Rendez-vous au château donc, pour recevoir le précieux papier des mains propres de la princesse du royaume. Et forcément, tout ne va pas se passer comme prévu. Link est reçu par un premier ministre froid et agressif. Pendant la cérémonie, la princesse Zelda vous glisse discrètement un petit mot, vous demandant de la rejoindre dans ses quartiers privés… Il se passe quelque chose, c’est certain ! Rapidement, tout s’emballe : le responsable du gouvernement n’est autre qu’un personnage diabolique, qui tente de libérer le Roi Démon, maintenu en captivité dans la Tour des Dieux depuis des millénaires… Des Dieux qui avaient alors sacrifié, après une lutte acharnée, leurs derniers pouvoirs, afin de sceller définitivement la tour. Dans la pagaille, la princesse Zelda est capturée par ses ennemis : son corps si spécial va servir de réceptacle au Roi Démon. Mais que fait la police ? Rien justement et, une fois encore, Link est le dernier espoir du royaume. Et cela ne va pas être du gâteau : les voies ferrées disparaissent elles aussi ! Dans l’ensemble, le ton général prend un peu le contre-pied de la série, avec des dialogues et des situations un peu plus dynamiques et un humour plus marqué, avec même un soupçon d’autodérision. On ne s’en plaindra pas ! Pour la situer, l’histoire de The Legend of Zelda : Spirit Tracks prend place plusieurs décennies après celle de The Legend of Zelda : Phantom Hourglass.

Nouveautés dans la continuité

En début d’aventure, notre héros n’est qu’un petit garçon pas très débrouillard.
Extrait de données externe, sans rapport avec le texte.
//! Benchmark phases and the harness that drives them.
use crate::client::{DataProvider, Notifier, PaymentClient, SutClient};
use crate::error::{BenchError, Severity};
use crate::final_check::final_check;
use crate::ledger::{LedgerSnapshot, ReservationLedger};
use crate::measurement::LatencyDigest;
use crate::scenario::{Journey, JourneyEnd, JourneyKind};
use crate::score::{EndpointScore, ScoreBoard, StepOutcome};
use crate::tally::{ErrorTallies, ErrorTally, TallySnapshot};
use crate::transaction::{self, emit, step, StepError, StepHook, STEP_HOOK};
use arc_swap::ArcSwap;
use async_channel::bounded;
use governor::{Quota, RateLimiter};
use metrics_util::AtomicBucket;
use serde::{Deserialize, Serialize};
use std::collections::HashMap;
use std::sync::Arc;
use std::time::Duration;
use tokio::task::JoinSet;
use tokio::time::Instant;
#[allow(unused_imports)]
use tracing::{debug, error, info, instrument, trace, warn};
use trainbench_core::{
    EndpointKind, PhaseConfig, PhaseKind, PhaseStatistics, ScoreConfig, TravelWindow,
    RESULT_QUEUE_CAPACITY,
};

/// Outcome of a single phase.
#[derive(Debug, Clone, PartialEq, Serialize, Deserialize)]
pub struct PhaseResult {
    pub kind: PhaseKind,
    pub passed: bool,
    pub statistics: PhaseStatistics,
    pub endpoints: Vec<EndpointScore>,
    pub tally: TallySnapshot,
    #[serde(skip)]
    pub ledger: LedgerSnapshot,
}

impl PhaseResult {
    pub fn total_score(&self) -> u64 {
        self.statistics.total_score
    }
}

/// Outcome of a full benchmark.
#[derive(Debug, Clone, PartialEq, Serialize, Deserialize)]
pub struct BenchReport {
    pub passed: bool,
    /// Run phase score, or zero if any phase failed.
    pub score: u64,
    pub phases: Vec<PhaseResult>,
}

/// Runs benchmark phases against a service.
///
/// Every journey gets its own client from `client_factory` so that sessions are never shared.
/// The ledger and the error tallies live for the whole benchmark.
pub struct Harness<C, P> {
    client_factory: Arc<dyn Fn() -> C + Send + Sync>,
    payment: Arc<P>,
    data: Arc<dyn DataProvider>,
    ledger: Arc<ReservationLedger>,
    tallies: Arc<ErrorTallies>,
    notifier: Option<Arc<dyn Notifier>>,
    score: ScoreConfig,
    phases: HashMap<PhaseKind, PhaseConfig>,
    window: ArcSwap<TravelWindow>,
}

impl<C, P> Harness<C, P>
where
    C: SutClient + Send + Sync + 'static,
    P: PaymentClient + Send + Sync + 'static,
{
    pub fn new<F>(client_factory: F, payment: P, data: Arc<dyn DataProvider>) -> Self
    where
        F: Fn() -> C + Send + Sync + 'static,
    {
        let score = ScoreConfig::default();
        Self {
            client_factory: Arc::new(client_factory),
            payment: Arc::new(payment),
            data,
            ledger: Arc::new(ReservationLedger::new()),
            tallies: Arc::new(ErrorTallies::new(score.clone(), None)),
            notifier: None,
            score,
            phases: PhaseKind::ALL
                .into_iter()
                .map(|kind| (kind, PhaseConfig::new(kind)))
                .collect(),
            window: ArcSwap::from_pointee(TravelWindow::default()),
        }
    }

    pub fn score_config(mut self, score: ScoreConfig) -> Self {
        self.score = score;
        self.tallies = Arc::new(ErrorTallies::new(
            self.score.clone(),
            self.notifier.clone(),
        ));
        self
    }

    /// Critical errors of every phase are forwarded to `notifier`.
    pub fn notifier(mut self, notifier: Arc<dyn Notifier>) -> Self {
        self.notifier = Some(notifier);
        self.tallies = Arc::new(ErrorTallies::new(
            self.score.clone(),
            self.notifier.clone(),
        ));
        self
    }

    pub fn phase_config(mut self, config: PhaseConfig) -> Self {
        self.phases.insert(config.kind, config);
        self
    }

    pub fn config(&self, kind: PhaseKind) -> PhaseConfig {
        self.phases
            .get(&kind)
            .cloned()
            .unwrap_or_else(|| PhaseConfig::new(kind))
    }

    pub fn ledger(&self) -> &ReservationLedger {
        &self.ledger
    }

    pub fn tallies(&self) -> &ErrorTallies {
        &self.tallies
    }

    pub fn window(&self) -> TravelWindow {
        **self.window.load()
    }

    /// Runs every phase in order, skipping the rest once one fails.
    #[instrument(name = "benchmark", skip_all)]
    pub async fn run_all(&self) -> BenchReport {
        let mut phases = Vec::with_capacity(PhaseKind::ALL.len());
        for kind in PhaseKind::ALL {
            let deadline = self.config(kind).deadline;
            let result = self.run_phase(kind, deadline).await;
            let passed = result.passed;
            phases.push(result);

            if !passed {
                error!("{kind} phase failed, skipping the remaining phases");
                break;
            }
        }

        let passed = phases.len() == PhaseKind::ALL.len() && phases.iter().all(|p| p.passed);
        let score = if passed {
            phases
                .iter()
                .find(|p| p.kind == PhaseKind::Run)
                .map_or(0, PhaseResult::total_score)
        } else {
            0
        };
        info!("Benchmark finished. passed={passed}, score={score}");

        BenchReport {
            passed,
            score,
            phases,
        }
    }

    /// Runs a single phase, bounded by `deadline`.
    #[instrument(name = "phase", skip(self), fields(phase = %kind))]
    pub async fn run_phase(&self, kind: PhaseKind, deadline: Duration) -> PhaseResult {
        let config = self.config(kind).deadline(deadline);
        let tally = self.tallies.get(kind);
        tally.reset();
        info!(
            "Starting {kind} phase. deadline={}, api_timeout={}",
            humantime::format_duration(config.deadline),
            humantime::format_duration(config.api_timeout)
        );

        let board = Arc::new(ScoreBoard::new());
        let (tx, rx) = bounded(RESULT_QUEUE_CAPACITY);
        let aggregator = {
            let board = board.clone();
            tokio::spawn(async move {
                while let Ok(outcome) = rx.recv().await {
                    board.record(&outcome);
                }
            })
        };

        let latency = Arc::new(AtomicBucket::new());
        let hook = StepHook {
            limiter: config
                .tps_limit
                .map(|tps| Arc::new(RateLimiter::direct(Quota::per_second(tps)))),
            deadline: Instant::now() + config.deadline,
            api_timeout: config.api_timeout,
            outcomes: tx,
            latency: latency.clone(),
        };

        let (level, ledger) = STEP_HOOK
            .scope(hook.clone(), self.phase_body(&config, &hook, tally))
            .await;

        drop(hook);
        if let Err(err) = aggregator.await {
            error!("Score aggregator failed: {err}");
        }

        let mut digest = LatencyDigest::new();
        latency.clear_with(|latencies| digest.populate(latencies));

        let tally = tally.snapshot();
        let raw_score = board.raw_score();
        let statistics = PhaseStatistics {
            raw_score,
            penalty: tally.penalty,
            total_score: raw_score.saturating_sub(tally.penalty),
            steps: board.steps(),
            level,
            latency_p50: digest.quantile(0.50),
            latency_p90: digest.quantile(0.90),
            latency_p99: digest.quantile(0.99),
        };
        info!(
            "{kind} phase finished. score={}, penalty={}, steps={}, latency={digest}",
            statistics.total_score, statistics.penalty, statistics.steps
        );

        PhaseResult {
            kind,
            passed: !tally.failed,
            statistics,
            endpoints: board.report(),
            tally,
            ledger,
        }
    }

    /// Returns the highest load level reached and the ledger as the phase left it.
    async fn phase_body(
        &self,
        config: &PhaseConfig,
        hook: &StepHook,
        tally: &ErrorTally,
    ) -> (usize, LedgerSnapshot) {
        let level = match config.kind {
            PhaseKind::Initialize => {
                self.initialize(tally).await;
                1
            }
            PhaseKind::PreTest => {
                let mut wave = JoinSet::new();
                for kind in JourneyKind::PRE_TEST {
                    self.spawn_journey(&mut wave, config.kind, hook, kind);
                }
                self.join_wave(wave, hook).await;
                JourneyKind::PRE_TEST.len()
            }
            PhaseKind::Run => self.load(config, hook, tally).await,
            PhaseKind::PostTest => return (1, self.reconcile(tally).await),
        };

        (level, self.ledger_snapshot(tally))
    }

    async fn initialize(&self, tally: &ErrorTally) {
        let client = (self.client_factory)();
        match step(EndpointKind::Initialize, client.initialize()).await {
            Ok(res) => match TravelWindow::new(res.available_days) {
                Ok(window) => {
                    info!("Reservations open for {} days", window.days);
                    self.window.store(Arc::new(window));
                    emit(StepOutcome::Success {
                        kind: EndpointKind::Initialize,
                    })
                    .await;
                }
                Err(err) => fail_initialize(tally, err.into()).await,
            },
            Err(err) => {
                let err = match err {
                    StepError::Deadline => BenchError::critical(format!(
                        "{}: {}",
                        EndpointKind::Initialize,
                        StepError::Deadline
                    )),
                    StepError::Client(err) => {
                        BenchError::from_client(EndpointKind::Initialize, err)
                    }
                };
                fail_initialize(tally, err).await;
            }
        }

        if let Err(err) = transaction::call(self.payment.initialize()).await {
            tally.add(BenchError::critical(format!(
                "payment service initialize: {err}"
            )));
        }
    }

    /// Runs waves of journeys, one level larger after each completed wave.
    async fn load(&self, config: &PhaseConfig, hook: &StepHook, tally: &ErrorTally) -> usize {
        let mut level = config.concurrency;
        let mut peak = 0;
        let mut next = 0;

        while Instant::now() < hook.deadline {
            let mut wave = JoinSet::new();
            for _ in 0..level {
                let kind = JourneyKind::RUN_MIX[next % JourneyKind::RUN_MIX.len()];
                next += 1;
                self.spawn_journey(&mut wave, config.kind, hook, kind);
            }
            peak = peak.max(level);

            let completed = self.join_wave(wave, hook).await;
            if tally.is_failure() {
                warn!("Run phase is failing, no further load is added");
                break;
            }
            if !completed {
                break;
            }

            level = match config.max_level {
                Some(max) => (level + 1).min(max),
                None => level + 1,
            };
            debug!("Raising load level to {level}");
        }

        peak
    }

    fn spawn_journey(
        &self,
        wave: &mut JoinSet<JourneyEnd>,
        phase: PhaseKind,
        hook: &StepHook,
        kind: JourneyKind,
    ) {
        let journey = Journey {
            phase,
            client: (self.client_factory)(),
            payment: self.payment.clone(),
            data: self.data.clone(),
            ledger: self.ledger.clone(),
            tallies: self.tallies.clone(),
            window: self.window(),
            score: self.score.clone(),
        };
        wave.spawn(STEP_HOOK.scope(hook.clone(), journey.run(kind)));
    }

    /// Waits for every journey of a wave.
    ///
    /// No step starts after the deadline and a step in flight ends within the API timeout, so
    /// journeys still running past both are aborted.
    async fn join_wave(&self, mut wave: JoinSet<JourneyEnd>, hook: &StepHook) -> bool {
        let grace = hook.deadline + hook.api_timeout;
        let joined = tokio::time::timeout_at(grace, async {
            let mut completed = true;
            while let Some(res) = wave.join_next().await {
                match res {
                    Ok(JourneyEnd::Deadline) => completed = false,
                    Ok(_) => {}
                    Err(err) => error!("Journey task failed: {err}"),
                }
            }
            completed
        })
        .await;

        match joined {
            Ok(completed) => completed,
            Err(_) => {
                warn!("Aborting {} journeys past the deadline", wave.len());
                wave.shutdown().await;
                false
            }
        }
    }

    async fn reconcile(&self, tally: &ErrorTally) -> LedgerSnapshot {
        let settlement = match transaction::call(self.payment.settlement()).await {
            Ok(settlement) => settlement,
            Err(err) => {
                tally.add(BenchError::critical(format!(
                    "payment settlement unavailable: {err}"
                )));
                return self.ledger_snapshot(tally);
            }
        };

        let snapshot = self.ledger_snapshot(tally);
        for err in final_check(&snapshot, &settlement) {
            tally.add(err);
        }
        snapshot
    }

    fn ledger_snapshot(&self, tally: &ErrorTally) -> LedgerSnapshot {
        self.ledger.snapshot().unwrap_or_else(|err| {
            tally.add(err.into());
            LedgerSnapshot::default()
        })
    }
}

async fn fail_initialize(tally: &ErrorTally, err: BenchError) {
    let err = BenchError::critical(err.message);
    tally.add(err);
    emit(StepOutcome::Failure {
        kind: EndpointKind::Initialize,
        severity: Severity::Critical,
    })
    .await;
}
Il n’est même pas capable de frapper ! Il va falloir lui trouver l’équipement nécessaire pour partir à la grande aventure, en se faisant passer pour un novice de la garde royale. En fait, la toute première séquence de jeu vous invite à conduire un train. Les commandes sont très simples : on dispose d’un levier de quatre vitesses (avec marche arrière) et d’une manette de direction, lorsqu’on approche d’un aiguillage. C’est tout ! Ou presque : il y a également un sifflet, pour annoncer son approche aux animaux environnants : bestiaux (qui, si percutés, vous attaqueront), aigles agressifs, etc. C’est très linéaire, puisque l’on roule sur des rails, mais l’action y est toujours intense. Une bonne dose d’anticipation sera nécessaire pour choisir le bon itinéraire, en gardant toujours un œil sur la barre de vie du train.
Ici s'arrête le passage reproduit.